À la tête de la maison de mode Balenciaga, le directeur artistique géorgien crée des vêtements importables que tout le monde s’arrache. Mais comment fait-il ?

Par Gino Delmas et Thibault Barle
Article originellement paru dans le numéro 7 de L'Etiquette

 

Ne dites pas « Demna Gvasalia ». Dites « Demna », tout simplement. L’air de rien et le plus naturellement du monde. Dites « Demna » comme si, bien sûr, vous le connaissiez. D’ailleurs, vous le connaissez forcément. Depuis des mois, la mode ne parle que de lui, d’événement en coup d’éclat et de coup d’éclat en buzz retentissant. Juillet, à Paris : Demna livre un défilé haute couture grandiose, le premier de Balenciaga depuis 1967. Août, à Atlanta : Demna met en scène le show épique de Kanye West à l’occasion de la sortie de son album Donda.

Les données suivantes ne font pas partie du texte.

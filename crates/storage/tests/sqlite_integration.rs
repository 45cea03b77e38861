use chrono::{DateTime, Duration, Utc};
use rehearse_core::model::{Answer, InterviewMeta, SessionRecord, SessionState, UserId};
use rehearse_core::time::fixed_now;
use storage::repository::{CacheField, ResultsStore, SessionCache};
use storage::sqlite::SqliteStore;

fn build_record(user: &str, created_at: DateTime<Utc>) -> SessionRecord {
    let mut state = SessionState::new(vec![
        "What is ownership?".to_string(),
        "Explain lifetimes.".to_string(),
    ])
    .unwrap();
    state
        .record_answer(0, Answer::Provided("Values have a single owner.".to_string()))
        .unwrap();
    state
        .record_evaluation(0, "Solid explanation.\n\nScore: 8", Some(8))
        .unwrap();
    state.record_answer(1, Answer::Skipped).unwrap();
    state
        .record_evaluation(1, "Ideal answer: lifetimes bound borrows.", None)
        .unwrap();

    SessionRecord::from_state(
        UserId::new(user),
        InterviewMeta::new(
            Some("Technical".to_string()),
            Some("Backend Engineer".to_string()),
            None,
        ),
        &state,
        created_at,
    )
    .unwrap()
}

#[tokio::test]
async fn sqlite_roundtrip_preserves_session_fields() {
    let store = SqliteStore::connect("sqlite:file:memdb_sessions?mode=memory&cache=shared")
        .await
        .expect("connect");
    store.migrate().await.expect("migrate");

    let record = build_record("u1", fixed_now());
    let id = store.save(&record).await.expect("save");

    let sessions = store
        .sessions_for_user(&UserId::new("u1"))
        .await
        .expect("fetch");
    assert_eq!(sessions.len(), 1);
    assert_eq!(sessions[0].id, id);

    let fetched = &sessions[0].record;
    assert_eq!(fetched.questions(), record.questions());
    assert_eq!(fetched.answers()[1], Answer::Skipped);
    assert_eq!(fetched.feedbacks()[0], "Solid explanation.\n\nScore: 8");
    assert_eq!(fetched.scores().get(&0), Some(&8));
    assert_eq!(fetched.scores().get(&1), None);
    assert_eq!(fetched.meta().interview_type(), Some("Technical"));
    assert_eq!(fetched.meta().skills(), None);
    assert_eq!(fetched.created_at(), fixed_now());

    let none = store
        .sessions_for_user(&UserId::new("someone-else"))
        .await
        .expect("fetch");
    assert!(none.is_empty());
}

#[tokio::test]
async fn sqlite_stores_skip_marker_on_the_wire() {
    let store = SqliteStore::connect("sqlite:file:memdb_wire?mode=memory&cache=shared")
        .await
        .expect("connect");
    store.migrate().await.expect("migrate");

    store.save(&build_record("u1", fixed_now())).await.expect("save");

    let raw: String = sqlx::query_scalar("SELECT answers FROM sessions LIMIT 1")
        .fetch_one(store.pool())
        .await
        .expect("raw answers");
    assert!(raw.contains("\"Skipped\""));

    let raw_scores: String = sqlx::query_scalar("SELECT scores FROM sessions LIMIT 1")
        .fetch_one(store.pool())
        .await
        .expect("raw scores");
    assert_eq!(raw_scores, r#"{"0":8}"#);
}

#[tokio::test]
async fn sqlite_purge_deletes_only_older_rows() {
    let store = SqliteStore::connect("sqlite:file:memdb_purge?mode=memory&cache=shared")
        .await
        .expect("connect");
    store.migrate().await.expect("migrate");

    store
        .save(&build_record("u1", fixed_now() - Duration::days(40)))
        .await
        .expect("save old");
    store
        .save(&build_record("u1", fixed_now() - Duration::days(3)))
        .await
        .expect("save recent");

    let removed = store
        .purge_older_than(fixed_now() - Duration::days(30))
        .await
        .expect("purge");
    assert_eq!(removed, 1);

    let remaining = store
        .sessions_for_user(&UserId::new("u1"))
        .await
        .expect("fetch");
    assert_eq!(remaining.len(), 1);
    assert_eq!(
        remaining[0].record.created_at(),
        fixed_now() - Duration::days(3)
    );

    let removed_again = store
        .purge_older_than(fixed_now() - Duration::days(30))
        .await
        .expect("purge again");
    assert_eq!(removed_again, 0);
}

#[tokio::test]
async fn sqlite_skips_undecodable_rows() {
    let store = SqliteStore::connect("sqlite:file:memdb_corrupt?mode=memory&cache=shared")
        .await
        .expect("connect");
    store.migrate().await.expect("migrate");

    store.save(&build_record("u1", fixed_now())).await.expect("save");

    sqlx::query(
        r"
            INSERT INTO sessions (
                id, user_id, questions, answers, feedbacks, scores,
                interview_type, interview_role, skills, created_at
            )
            VALUES ('bad-row', 'u1', 'not json', '[]', '[]', '{}', NULL, NULL, NULL, ?1)
        ",
    )
    .bind(fixed_now())
    .execute(store.pool())
    .await
    .expect("insert corrupt row");

    let sessions = store
        .sessions_for_user(&UserId::new("u1"))
        .await
        .expect("fetch");
    assert_eq!(sessions.len(), 1);
    assert_ne!(sessions[0].id.value(), "bad-row");
}

#[tokio::test]
async fn sqlite_cache_roundtrip_and_clear() {
    let store = SqliteStore::connect("sqlite:file:memdb_cache?mode=memory&cache=shared")
        .await
        .expect("connect");
    store.migrate().await.expect("migrate");

    store
        .store(CacheField::Questions, r#"["Q1","Q2"]"#)
        .await
        .expect("store questions");
    store
        .store(CacheField::CurrentIndex, "0")
        .await
        .expect("store index");

    assert_eq!(
        store
            .load(CacheField::Questions)
            .await
            .expect("load")
            .as_deref(),
        Some(r#"["Q1","Q2"]"#)
    );
    assert_eq!(store.load(CacheField::Scores).await.expect("load"), None);

    store
        .store(CacheField::CurrentIndex, "1")
        .await
        .expect("overwrite index");
    assert_eq!(
        store
            .load(CacheField::CurrentIndex)
            .await
            .expect("load")
            .as_deref(),
        Some("1")
    );

    store.clear().await.expect("clear");
    for field in CacheField::ALL {
        assert_eq!(store.load(field).await.expect("load"), None);
    }
}
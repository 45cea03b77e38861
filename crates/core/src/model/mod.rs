mod answer;
mod ids;
mod meta;
mod session;

pub use answer::Answer;
pub use ids::{ParseIdError, SessionId, UserId};
pub use meta::InterviewMeta;

pub use session::{MAX_QUESTIONS, SessionError, SessionRecord, SessionState};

Septembre, à New York : Demna fait l’actualité en cachant Kim Kardashian derrière une combinaison intégrale, en spandex noir, lors du Met Gala. Octobre, de retour à Paris : Demna dévoile sa nouvelle collection dans le cadre d’un épisode inédit des Simpson, dédié à Balenciaga. Que nous réserve Demna pour novembre ? Et décembre ? Certains trépignent, on s’interroge.

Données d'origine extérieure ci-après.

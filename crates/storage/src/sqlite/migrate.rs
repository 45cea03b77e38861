use chrono::Utc;
use sqlx::SqlitePool;

use super::SqliteInitError;

/// Runs a single, consolidated migration for the current schema.
///
/// Creates completed sessions, the in-flight session cache, and the
/// indexes the per-user and retention queries rely on.
pub async fn run_migrations(pool: &SqlitePool) -> Result<(), SqliteInitError> {
    async fn is_applied(pool: &SqlitePool, version: i64) -> Result<bool, sqlx::Error> {
        let row = sqlx::query("SELECT 1 FROM schema_migrations WHERE version = ?1")
            .bind(version)
            .fetch_optional(pool)
            .await?;
        Ok(row.is_some())
    }

    sqlx::query(
        r"
            CREATE TABLE IF NOT EXISTS schema_migrations (
                version INTEGER PRIMARY KEY,
                applied_at TEXT NOT NULL
            );
            ",
    )
    .execute(pool)
    .await?;

    // Version 1: full schema.
    if !is_applied(pool, 1).await? {
        let mut tx = pool.begin().await?;

        // questions/answers/feedbacks are JSON arrays aligned by index;
        // scores is a JSON object keyed by question index.
        sqlx::query(
            r"
                CREATE TABLE IF NOT EXISTS sessions (
                    id TEXT PRIMARY KEY,
                    user_id TEXT NOT NULL,
                    questions TEXT NOT NULL,
                    answers TEXT NOT NULL,
                    feedbacks TEXT NOT NULL,
                    scores TEXT NOT NULL,
                    interview_type TEXT,
                    interview_role TEXT,
                    skills TEXT,
                    created_at TEXT NOT NULL
                );
            ",
        )
        .execute(&mut *tx)
        .await?;

        sqlx::query(
            r"
                CREATE TABLE IF NOT EXISTS session_cache (
                    field TEXT PRIMARY KEY,
                    value TEXT NOT NULL
                );
            ",
        )
        .execute(&mut *tx)
        .await?;

        sqlx::query(
            r"
                CREATE INDEX IF NOT EXISTS idx_sessions_user
                    ON sessions (user_id);
            ",
        )
        .execute(&mut *tx)
        .await?;

        sqlx::query(
            r"
                CREATE INDEX IF NOT EXISTS idx_sessions_created_at
                    ON sessions (created_at);
            ",
        )
        .execute(&mut *tx)
        .await?;

        sqlx::query(
            r"
                INSERT INTO schema_migrations (version, applied_at)
                VALUES (?1, ?2)
                ON CONFLICT(version) DO NOTHING
            ",
        )
        .bind(1_i64)
        .bind(Utc::now())
        .execute(&mut *tx)
        .await?;

        tx.commit().await?;
    }

    Ok(())
}
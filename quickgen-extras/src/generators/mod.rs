//! Extra generators for common data types and patterns
//!
//! This module provides generators for:
//! - Text types (character classes, fixed-length strings, identifiers)
//! - Domain types (UUIDs)

pub mod domain;
pub mod text;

Qui est cet homme ? Comment travaille-t-il ? Que faut-il voir dans son succès retentissant, à la fois critique, populaire et économique ? Surtout, en quoi consiste son génie ? Est-ce celui d’un homme de marketing sachant tirer les bonnes ficelles ou celui d’un artiste contemporain visionnaire en phase totale avec une époque qui rebat le goût ? Est-il en mission, comme le prophétise un proche camarade de jeu, pour « démocratiser la mode », à défaut de démocratiser ses prix ? Ou ambitionne-t-il plutôt, comme le prétend un autre, de « changer radicalement la silhouette » des gens ? Tant de questions, mais une évidence : quoi qu’on pense de ses vêtements, Demna Gvasalia est fascinant. Pardon. Demna est fascinant.

 

D’ANVERS À PARIS
Cette histoire-là, son histoire avec la mode, commence en Belgique, en septembre 2003. Le Géorgien fait son entrée à l’Académie royale des beaux-arts d’Anvers, réputée pour avoir couvé, entre autres, Dries Van Noten, Martin Margiela et Raf Simons. Il est le plus jeune des 46 élèves inscrits en première année, mais surtout l’un des plus inexpérimentés. Gvasalia, 21 ans, n’a jamais fait de mode, ni de vêtement. Son style personnel ? Pas grand-chose. « Je me souviens juste qu’il portait beaucoup de noir, des vêtements amples, la plupart du temps des habits de seconde main », dit Helena Lumelsky, l’une de ses amis les plus proches à l’époque. À Anvers, le cursus est réputé pour sa di culté et sa brutalité. Sur la quarantaine d’élèves inscrits en première année, il n’en reste souvent plus qu’une dizaine quatre ans plus tard, au moment de récupérer son diplôme. Pourtant, dans la classe du Géorgien, une forme de camaraderie semble vite prendre forme. « Nous nous soutenions mutuellement, se souvient Arienne Birchler, autre proche de Demna dans cette promotion. Nous avions tous des profils complètement différents, nos personnalités étaient complémentaires et rendaient le groupe spécial. » Une bande d’amis se dessine, studieuse, appliquée. « Nous vivions 24 heures sur 24 et 7 jours sur 7 pour nos études. Le soir, nous mangions souvent ensemble au milieu des planches à dessin. C’est marrant, je revois encore Demna nous apprendre à plier une boulette khinkali et cuisiner plein d’autres recettes géorgiennes… »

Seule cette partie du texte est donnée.